Sumit Singhal loves modern architecture. He comes from a family of builders who have built more than 20 projects in the last ten years near Delhi in India. He has recently started writing about the architectural projects that catch his imagination.
EE Jardim Maria Helena III in Sao Paulo, Brazil by +K ARCHITECTS / Keila Costa
July 7th, 2011 by Sumit Singhal
Article source: +K ARCHITECTS / Keila Costa
Jardim Maria Helena III is a Sao Paulo State School, located in the rural area of Barueri, a town in the Greater Sao Paulo metropolitan region. It provides Elementary, Middle and High education to approximately 525 students.
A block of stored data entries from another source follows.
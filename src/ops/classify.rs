use chrono::{DateTime, Utc};

use crate::model::item::ActionItem;

/// The tabs of the action-required view.
#[derive(Debug, Clone, Copy, PartialEq, Eq, Default)]
pub enum Tab {
    #[default]
    All,
    Assigned,
    Mentions,
    Stale,
}

impl Tab {
    pub fn as_str(self) -> &'static str {
        match self {
            Tab::All => "all",
            Tab::Assigned => "assigned",
            Tab::Mentions => "mentions",
            Tab::Stale => "stale",
        }
    }

    /// An unknown tab token falls back to `All`.
    pub fn parse(s: &str) -> Tab {
        match s {
            "assigned" => Tab::Assigned,
            "mentions" => Tab::Mentions,
            "stale" => Tab::Stale,
            _ => Tab::All,
        }
    }
}

/// Display weighting for a row, derived from item age. Not a filter.
#[derive(Debug, Clone, Copy, PartialEq, Eq)]
pub enum StaleSeverity {
    Normal,
    Warning,
    Critical,
}

/// `> 14` days → critical, `> 7` → warning, else normal.
/// Missing or zero age counts as normal.
pub fn stale_severity(days_old: Option<i64>) -> StaleSeverity {
    match days_old {
        Some(d) if d > 14 => StaleSeverity::Critical,
        Some(d) if d > 7 => StaleSeverity::Warning,
        _ => StaleSeverity::Normal,
    }
}

/// Whole days between an item's last update and `now`, floored at zero
/// in case upstream clocks run ahead of ours.
pub fn age_in_days(updated_at: DateTime<Utc>, now: DateTime<Utc>) -> i64 {
    (now - updated_at).num_days().max(0)
}

/// Action items bucketed by source feed, with ages filled in.
///
/// Bucket membership comes from the feed that returned the item and is
/// never recomputed from age: an item fetched from the stale feed stays
/// in `stale` even as its age drifts during a session.
#[derive(Debug, Clone, Default)]
pub struct Classified {
    pub assigned: Vec<ActionItem>,
    pub mentions: Vec<ActionItem>,
    pub stale: Vec<ActionItem>,
}

impl Classified {
    /// Union of all three buckets, in bucket order, without
    /// de-duplication: an item returned by two feeds appears twice.
    pub fn all(&self) -> Vec<&ActionItem> {
        self.assigned
            .iter()
            .chain(self.mentions.iter())
            .chain(self.stale.iter())
            .collect()
    }

    /// Items for a tab, borrowing from the buckets.
    pub fn tab_items(&self, tab: Tab) -> Vec<&ActionItem> {
        match tab {
            Tab::All => self.all(),
            Tab::Assigned => self.assigned.iter().collect(),
            Tab::Mentions => self.mentions.iter().collect(),
            Tab::Stale => self.stale.iter().collect(),
        }
    }
}

/// Classify raw feed payloads: compute `days_old` for every item
/// against `now` and keep each item in its source bucket. Priority is
/// passed through from upstream unchanged.
pub fn classify(
    assigned: Vec<ActionItem>,
    mentions: Vec<ActionItem>,
    stale: Vec<ActionItem>,
    now: DateTime<Utc>,
) -> Classified {
    let annotate = |items: Vec<ActionItem>| -> Vec<ActionItem> {
        items
            .into_iter()
            .map(|mut item| {
                item.days_old = Some(age_in_days(item.updated_at, now));
                item
            })
            .collect()
    };
    Classified {
        assigned: annotate(assigned),
        mentions: annotate(mentions),
        stale: annotate(stale),
    }
}
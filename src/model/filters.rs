use serde::{Deserialize, Serialize};

use super::item::{Difficulty, ItemKind, SourceCategory};

/// Active filter criteria for the action-required view.
///
/// Every set-valued field is a set of strings (order irrelevant); the
/// default value of every field means "no restriction". Thresholds are
/// a positive number or unset; zero is never a semantic floor.
#[derive(Debug, Clone, PartialEq, Eq, Default, Serialize, Deserialize)]
pub struct ActionRequiredFilters {
    pub assignee: Vec<String>,
    pub repository: Vec<String>,
    pub labels: Vec<String>,
    pub types: Vec<ItemKind>,
    /// Minimum days since last update.
    pub staleness: Option<u32>,
    pub language: Vec<String>,
}

impl ActionRequiredFilters {
    pub fn has_active_filters(&self) -> bool {
        !self.assignee.is_empty()
            || !self.repository.is_empty()
            || !self.labels.is_empty()
            || !self.types.is_empty()
            || self.staleness.is_some()
            || !self.language.is_empty()
    }
}

/// Active filter criteria for the quick-wins view.
#[derive(Debug, Clone, PartialEq, Eq, Default, Serialize, Deserialize)]
pub struct QuickWinsFilters {
    pub difficulty: Vec<Difficulty>,
    pub language: Vec<String>,
    pub source_category: Vec<SourceCategory>,
    pub repository: Vec<String>,
    pub min_stars: Option<u32>,
}

impl QuickWinsFilters {
    pub fn has_active_filters(&self) -> bool {
        !self.difficulty.is_empty()
            || !self.language.is_empty()
            || !self.source_category.is_empty()
            || !self.repository.is_empty()
            || self.min_stars.is_some()
    }
}

#[cfg(test)]
mod tests {
    use super::*;

    #[test]
    fn test_defaults_are_unrestricted() {
        assert!(!ActionRequiredFilters::default().has_active_filters());
        assert!(!QuickWinsFilters::default().has_active_filters());
    }

    #[test]
    fn test_threshold_counts_as_active() {
        let f = ActionRequiredFilters {
            staleness: Some(7),
            ..Default::default()
        };
        assert!(f.has_active_filters());

        let q = QuickWinsFilters {
            min_stars: Some(100),
            ..Default::default()
        };
        assert!(q.has_active_filters());
    }
}
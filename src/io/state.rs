use std::collections::HashMap;
use std::fs;
use std::path::Path;

use chrono::{DateTime, Utc};
use serde::{Deserialize, Serialize};

use crate::ops::refresh::Feed;

pub const STATE_FILE: &str = "state.json";

/// Persisted fetch bookkeeping (written to state.json), so feed
/// freshness survives across invocations.
#[derive(Debug, Clone, Default, Serialize, Deserialize)]
pub struct FetchState {
    #[serde(default)]
    pub last_refresh: HashMap<Feed, DateTime<Utc>>,
}

/// Read state.json from the data directory. Unreadable or corrupt
/// state is treated as empty; it is only bookkeeping.
pub fn read_fetch_state(triage_dir: &Path) -> FetchState {
    let path = triage_dir.join(STATE_FILE);
    fs::read_to_string(&path)
        .ok()
        .and_then(|content| serde_json::from_str(&content).ok())
        .unwrap_or_default()
}

/// Write state.json to the data directory
pub fn write_fetch_state(triage_dir: &Path, state: &FetchState) -> Result<(), std::io::Error> {
    let path = triage_dir.join(STATE_FILE);
    let content = serde_json::to_string_pretty(state)?;
    fs::write(&path, content)
}

#[cfg(test)]
mod tests {
    use super::*;
    use pretty_assertions::assert_eq;
    use tempfile::TempDir;

    #[test]
    fn test_round_trip() {
        let dir = TempDir::new().unwrap();
        let mut state = FetchState::default();
        state
            .last_refresh
            .insert(Feed::Assigned, "2026-08-30T12:00:00Z".parse().unwrap());
        write_fetch_state(dir.path(), &state).unwrap();

        let loaded = read_fetch_state(dir.path());
        assert_eq!(
            loaded.last_refresh.get(&Feed::Assigned),
            state.last_refresh.get(&Feed::Assigned)
        );
    }

    #[test]
    fn test_missing_or_corrupt_state_is_empty() {
        let dir = TempDir::new().unwrap();
        assert!(read_fetch_state(dir.path()).last_refresh.is_empty());

        fs::write(dir.path().join(STATE_FILE), "garbage").unwrap();
        assert!(read_fetch_state(dir.path()).last_refresh.is_empty());
    }
}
The 2,41 acre lot where the 3.391 sqm school is located is a flat terrain surrounded by hills covered by the native Atlantic Forest. Taking these two basic features into consideration – the surrounding nature and the flatness of the lot – the project consists of two parallel two-storey buildings erected longitudinally across the flat terrain, with a large empty central space between them that opens on both sides to the surrounding hilly landscape.
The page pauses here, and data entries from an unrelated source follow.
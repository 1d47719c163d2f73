pub mod board_io;
pub mod config_io;
pub mod items_io;
pub mod state;
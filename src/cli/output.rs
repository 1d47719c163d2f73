use serde::Serialize;

use crate::model::board::Board;
use crate::model::item::{ActionItem, QuickWinIssue, SourceCategory};
use crate::ops::classify::{stale_severity, StaleSeverity};
use crate::ops::filter_ops::ActionFilterOptions;

// ---------------------------------------------------------------------------
// JSON output structs
// ---------------------------------------------------------------------------

#[derive(Serialize)]
pub struct ItemRowJson<'a> {
    pub id: &'a str,
    pub title: &'a str,
    pub repo: &'a str,
    #[serde(rename = "type")]
    pub kind: &'a str,
    pub priority: &'a str,
    #[serde(skip_serializing_if = "Option::is_none")]
    pub days_old: Option<i64>,
    pub severity: &'static str,
    #[serde(skip_serializing_if = "Option::is_none")]
    pub url: Option<&'a str>,
}

#[derive(Serialize)]
pub struct WinRowJson<'a> {
    pub id: &'a str,
    pub title: &'a str,
    pub repository: &'a str,
    pub difficulty: &'a str,
    pub stars: u32,
    #[serde(skip_serializing_if = "Option::is_none")]
    pub language: Option<&'a str>,
    pub category: &'a str,
    pub url: &'a str,
}

#[derive(Serialize)]
pub struct FeedStatusJson {
    pub feed: &'static str,
    pub fresh: bool,
    #[serde(skip_serializing_if = "Option::is_none")]
    pub last_refresh: Option<String>,
}

fn severity_str(severity: StaleSeverity) -> &'static str {
    match severity {
        StaleSeverity::Normal => "normal",
        StaleSeverity::Warning => "warning",
        StaleSeverity::Critical => "critical",
    }
}

fn severity_marker(severity: StaleSeverity) -> &'static str {
    match severity {
        StaleSeverity::Normal => " ",
        StaleSeverity::Warning => "~",
        StaleSeverity::Critical => "!",
    }
}

pub fn item_row<'a>(item: &'a ActionItem) -> ItemRowJson<'a> {
    ItemRowJson {
        id: &item.id,
        title: &item.title,
        repo: &item.repo,
        kind: item.kind.as_str(),
        priority: item.priority.as_str(),
        days_old: item.days_old,
        severity: severity_str(stale_severity(item.days_old)),
        url: item.url.as_deref(),
    }
}

pub fn win_row<'a>(issue: &'a QuickWinIssue, category: SourceCategory) -> WinRowJson<'a> {
    WinRowJson {
        id: &issue.id,
        title: &issue.title,
        repository: &issue.repository,
        difficulty: issue.difficulty.as_str(),
        stars: issue.stars,
        language: issue.language.as_deref(),
        category: category.as_str(),
        url: &issue.url,
    }
}

// ---------------------------------------------------------------------------
// Text output
// ---------------------------------------------------------------------------

pub fn print_board(board: &Board) {
    for column in board.columns.values() {
        println!("{} ({})", column.title, column.tasks.len());
        for task in &column.tasks {
            let labels = if task.labels.is_empty() {
                String::new()
            } else {
                format!(" [{}]", task.labels.join(", "))
            };
            println!(
                "  {}  {} ({}){}",
                task.id,
                task.title,
                task.priority.as_str(),
                labels
            );
        }
        println!();
    }
    if !board.archive.is_empty() {
        println!("Archive: {} task(s), see `tg archived`", board.archive.len());
    }
}

pub fn print_archived(board: &Board) {
    if board.archive.is_empty() {
        println!("no archived tasks");
        return;
    }
    for task in &board.archive {
        let stamp = task
            .archived_at
            .map(|t| t.format(" archived %Y-%m-%d").to_string())
            .unwrap_or_default();
        println!("  {}  {}{}", task.id, task.title, stamp);
    }
}

pub fn print_items(items: &[&ActionItem]) {
    for item in items {
        let age = item
            .days_old
            .map(|d| format!("{}d", d))
            .unwrap_or_else(|| "-".to_string());
        println!(
            "{} {:>4}  {}  {} ({}, {})",
            severity_marker(stale_severity(item.days_old)),
            age,
            item.id,
            item.title,
            item.repo,
            item.priority.as_str(),
        );
    }
    println!("{} item(s)", items.len());
}

pub fn print_filter_options(options: &ActionFilterOptions) {
    println!("assignees:    {}", options.assignees.join(", "));
    println!("repositories: {}", options.repositories.join(", "));
    let labels: Vec<&str> = options.labels.iter().map(|l| l.name.as_str()).collect();
    println!("labels:       {}", labels.join(", "));
    println!("languages:    {}", options.languages.join(", "));
}

pub fn print_wins(rows: &[WinRowJson<'_>]) {
    for row in rows {
        println!(
            "  {:>6}*  {}  {} ({}, {})",
            row.stars,
            row.id,
            row.title,
            row.repository,
            row.difficulty,
        );
    }
    println!("{} issue(s)", rows.len());
}

pub fn print_status(rows: &[FeedStatusJson]) {
    for row in rows {
        let state = if row.fresh { "fresh" } else { "stale" };
        let last = row.last_refresh.as_deref().unwrap_or("never fetched");
        println!("  {:<12} {:<6} {}", row.feed, state, last);
    }
}
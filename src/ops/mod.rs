pub mod board_ops;
pub mod classify;
pub mod filter_ops;
pub mod refresh;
The two parallel buildings house 15 classrooms, a lecture hall, a media screening room, a multiple-use room and others rooms destined for the school program. The buildings have surrounding hallways on the upper floor that open to the outside and that also shelter the lower floor from the sun and rain. The school patio and covered sport courts are located in this central space between the buildings, featuring double-height ceilings and in addition to the students, is also used by the local population when the school is not operational, particularly on the weekends. Some of the most striking features of this project are the bridge that connects both buildings on the upper floors, in addition to the stairway and a ramp sitting across from each other and that provide access from the internal patio and courts to the upper floor.
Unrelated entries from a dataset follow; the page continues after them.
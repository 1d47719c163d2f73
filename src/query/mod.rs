//! Filter codec: the lossless mapping between filter state and a flat
//! string-keyed query-parameter map.
//!
//! Array fields are comma-joined and omitted when empty; numeric fields
//! are emitted as decimal strings and omitted when unset (zero is the
//! "unset" sentinel, never a threshold). Decoding an absent key yields
//! the field default; malformed numbers and unknown enum tokens coerce
//! to defaults instead of erroring. The codec owns only its own keys;
//! anything else in the map (the `tab` parameter in particular) is left
//! untouched.

use std::collections::BTreeMap;

use crate::model::filters::{ActionRequiredFilters, QuickWinsFilters};
use crate::model::item::{Difficulty, ItemKind, SourceCategory};

pub type QueryParams = BTreeMap<String, String>;

/// Keys owned by the action-required codec.
pub const ACTION_REQUIRED_KEYS: &[&str] = &[
    "assignee",
    "repository",
    "labels",
    "type",
    "staleness",
    "language",
];

/// Keys owned by the quick-wins codec.
pub const QUICK_WINS_KEYS: &[&str] = &[
    "difficulty",
    "language",
    "sourceCategory",
    "repository",
    "minStars",
];

// ---------------------------------------------------------------------------
// Encoding
// ---------------------------------------------------------------------------

pub fn encode_action_filters(filters: &ActionRequiredFilters) -> QueryParams {
    let mut params = QueryParams::new();
    set_list(&mut params, "assignee", &filters.assignee);
    set_list(&mut params, "repository", &filters.repository);
    set_list(&mut params, "labels", &filters.labels);
    let types: Vec<String> = filters.types.iter().map(|t| t.as_str().to_string()).collect();
    set_list(&mut params, "type", &types);
    set_number(&mut params, "staleness", filters.staleness);
    set_list(&mut params, "language", &filters.language);
    params
}

pub fn encode_quick_wins_filters(filters: &QuickWinsFilters) -> QueryParams {
    let mut params = QueryParams::new();
    let difficulty: Vec<String> = filters
        .difficulty
        .iter()
        .map(|d| d.as_str().to_string())
        .collect();
    set_list(&mut params, "difficulty", &difficulty);
    set_list(&mut params, "language", &filters.language);
    let categories: Vec<String> = filters
        .source_category
        .iter()
        .map(|c| c.as_str().to_string())
        .collect();
    set_list(&mut params, "sourceCategory", &categories);
    set_list(&mut params, "repository", &filters.repository);
    set_number(&mut params, "minStars", filters.min_stars);
    params
}

/// Write the filter state into an existing parameter map, replacing
/// only the codec's own keys. An externally owned `tab` (or any other
/// key) survives unchanged.
pub fn apply_action_filters_to_query(filters: &ActionRequiredFilters, params: &mut QueryParams) {
    for key in ACTION_REQUIRED_KEYS {
        params.remove(*key);
    }
    params.extend(encode_action_filters(filters));
}

pub fn apply_quick_wins_filters_to_query(filters: &QuickWinsFilters, params: &mut QueryParams) {
    for key in QUICK_WINS_KEYS {
        params.remove(*key);
    }
    params.extend(encode_quick_wins_filters(filters));
}

fn set_list(params: &mut QueryParams, key: &str, values: &[String]) {
    if !values.is_empty() {
        params.insert(key.to_string(), values.join(","));
    }
}

fn set_number(params: &mut QueryParams, key: &str, value: Option<u32>) {
    if let Some(n) = value {
        if n > 0 {
            params.insert(key.to_string(), n.to_string());
        }
    }
}

// ---------------------------------------------------------------------------
// Decoding
// ---------------------------------------------------------------------------

pub fn decode_action_filters(params: &QueryParams) -> ActionRequiredFilters {
    ActionRequiredFilters {
        assignee: parse_list(params, "assignee"),
        repository: parse_list(params, "repository"),
        labels: parse_list(params, "labels"),
        types: parse_tokens(params, "type", ItemKind::parse),
        staleness: parse_number(params, "staleness"),
        language: parse_list(params, "language"),
    }
}

pub fn decode_quick_wins_filters(params: &QueryParams) -> QuickWinsFilters {
    QuickWinsFilters {
        difficulty: parse_tokens(params, "difficulty", Difficulty::parse),
        language: parse_list(params, "language"),
        source_category: parse_tokens(params, "sourceCategory", SourceCategory::parse),
        repository: parse_list(params, "repository"),
        min_stars: parse_number(params, "minStars"),
    }
}

fn parse_list(params: &QueryParams, key: &str) -> Vec<String> {
    match params.get(key) {
        None => Vec::new(),
        Some(raw) => raw
            .split(',')
            .filter(|s| !s.is_empty())
            .map(|s| s.to_string())
            .collect(),
    }
}

/// Comma-separated enum tokens; unknown tokens are dropped silently.
fn parse_tokens<T>(params: &QueryParams, key: &str, parse: fn(&str) -> Option<T>) -> Vec<T> {
    parse_list(params, key)
        .iter()
        .filter_map(|s| parse(s))
        .collect()
}

/// A threshold parameter. Absent, unparseable, or zero all decode to
/// "unset".
fn parse_number(params: &QueryParams, key: &str) -> Option<u32> {
    params
        .get(key)
        .and_then(|raw| raw.parse::<u32>().ok())
        .filter(|n| *n > 0)
}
The construction consists of prefabricated structural concrete and concrete blocks, as defined by the Client. The concrete blocks are laid in two manners: – in a conventional manner, with plaster and painted over, as can be seen on the north and south external walls, painted in red, and internal walls, painted in yellow; – in a horizontal position, as brise-soleil on the lower floor, using the hollow concrete block to provide cross ventilation through the buildings, as can be seen on the north, south, west and east external walls. The roofing in the patio and courts have openings that provide ventilation and zenithal lightning.
A chalkboard-paint designed by artist Carla Zaccagnini decorates the internal walls of the sport courts and serves a number of purposes, such as writing scores of games as well as any other activities by the students and teachers.